RECORDS FOR THIS TASK —
BEGIN

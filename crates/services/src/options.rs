use rand::Rng;
use rand::seq::SliceRandom;

/// Offsets are drawn uniformly from this closed range around the answer.
const OFFSET_MIN: i64 = -10;
const OFFSET_MAX: i64 = 9;

/// Draw budget before falling back to deterministic distractors.
///
/// For real inputs (products of factors >= 1) the sampling loop finds
/// enough distinct candidates within a handful of draws; the cap only
/// exists so the function is total for every input.
const MAX_DRAWS: u32 = 256;

/// Generate the multiple-choice options for a question.
///
/// Returns exactly `count` distinct values containing `answer`, in an
/// order that does not reveal which one is correct. Distractors are
/// rejection-sampled near the true answer so they stay plausible:
/// candidate = |answer + offset| with offset in [-10, 9], rejected when
/// zero, equal to the answer, or already picked.
///
/// The random source is injected so callers can seed it for
/// deterministic tests.
pub fn generate_options(answer: u32, count: usize, rng: &mut impl Rng) -> Vec<u32> {
    let mut options = vec![answer];

    let mut draws = 0;
    while options.len() < count && draws < MAX_DRAWS {
        draws += 1;
        let offset = rng.random_range(OFFSET_MIN..=OFFSET_MAX);
        let candidate = i64::from(answer) + offset;
        let candidate = u32::try_from(candidate.unsigned_abs()).unwrap_or(u32::MAX);
        if candidate != 0 && !options.contains(&candidate) {
            options.push(candidate);
        }
    }

    // Deterministic fallback once the draw budget is spent: values just
    // above the sampling window (answer + 9 is the highest reachable).
    let mut step = 11_u32;
    while options.len() < count {
        let candidate = answer.saturating_add(step);
        if candidate != 0 && !options.contains(&candidate) {
            options.push(candidate);
        }
        step += 1;
    }

    options.shuffle(rng);
    options
}

#[cfg(test)]
mod tests {
    use super::*;
    use rand::SeedableRng;
    use rand::rngs::StdRng;

    #[test]
    fn options_are_distinct_contain_answer_and_no_zero() {
        let mut rng = StdRng::seed_from_u64(7);
        for answer in 1..=144 {
            for count in 2..=4 {
                let options = generate_options(answer, count, &mut rng);
                assert_eq!(options.len(), count, "answer {answer} count {count}");
                assert!(options.contains(&answer));
                assert!(!options.contains(&0));
                for (i, value) in options.iter().enumerate() {
                    assert!(!options[..i].contains(value), "duplicate {value}");
                }
            }
        }
    }

    #[test]
    fn distractors_stay_near_the_answer() {
        let mut rng = StdRng::seed_from_u64(11);
        let options = generate_options(56, 4, &mut rng);
        for value in options {
            assert!((46..=66).contains(&value), "implausible distractor {value}");
        }
    }

    #[test]
    fn small_answers_still_terminate() {
        let mut rng = StdRng::seed_from_u64(3);
        let options = generate_options(1, 4, &mut rng);
        assert_eq!(options.len(), 4);
        assert!(options.contains(&1));
        assert!(!options.contains(&0));
    }

    /// Rng that always produces the lowest value of any requested range.
    ///
    /// With answer 5 every draw becomes offset -10, candidate |5 - 10| = 5,
    /// which is rejected forever, so the draw budget runs out.
    struct StuckRng;

    impl rand::RngCore for StuckRng {
        fn next_u32(&mut self) -> u32 {
            0
        }

        fn next_u64(&mut self) -> u64 {
            0
        }

        fn fill_bytes(&mut self, dst: &mut [u8]) {
            dst.fill(0);
        }
    }

    #[test]
    fn draw_budget_exhaustion_falls_back_deterministically() {
        let options = generate_options(5, 4, &mut StuckRng);
        assert_eq!(options.len(), 4);
        assert!(options.contains(&5));
        assert!(!options.contains(&0));
        for (i, value) in options.iter().enumerate() {
            assert!(!options[..i].contains(value));
        }
        // Fallback values sit just outside the sampling window.
        for value in options.iter().filter(|&&v| v != 5) {
            assert!(*value >= 16);
        }
    }

    #[test]
    fn order_varies_across_seeds() {
        let a = generate_options(24, 4, &mut StdRng::seed_from_u64(1));
        let b = generate_options(24, 4, &mut StdRng::seed_from_u64(2));
        // Same guarantee set, but the correct answer must not sit at a
        // fixed position. Seeds are chosen so the orders differ.
        assert_ne!(a, b);
    }
}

END

WHAT IS BEING ASKED —
Would you copy out exactly the lines above that start at the one containing "assert!(options.contains(&1));" and end at the one containing "let a = generate_options(24, 4, &mut", inclusive?

RESULT BELOW —
        assert!(options.contains(&1));
        assert!(!options.contains(&0));
    }

    /// Rng that always produces the lowest value of any requested range.
    ///
    /// With answer 5 every draw becomes offset -10, candidate |5 - 10| = 5,
    /// which is rejected forever, so the draw budget runs out.
    struct StuckRng;

    impl rand::RngCore for StuckRng {
        fn next_u32(&mut self) -> u32 {
            0
        }

        fn next_u64(&mut self) -> u64 {
            0
        }

        fn fill_bytes(&mut self, dst: &mut [u8]) {
            dst.fill(0);
        }
    }

    #[test]
    fn draw_budget_exhaustion_falls_back_deterministically() {
        let options = generate_options(5, 4, &mut StuckRng);
        assert_eq!(options.len(), 4);
        assert!(options.contains(&5));
        assert!(!options.contains(&0));
        for (i, value) in options.iter().enumerate() {
            assert!(!options[..i].contains(value));
        }
        // Fallback values sit just outside the sampling window.
        for value in options.iter().filter(|&&v| v != 5) {
            assert!(*value >= 16);
        }
    }

    #[test]
    fn order_varies_across_seeds() {
        let a = generate_options(24, 4, &mut StdRng::seed_from_u64(1));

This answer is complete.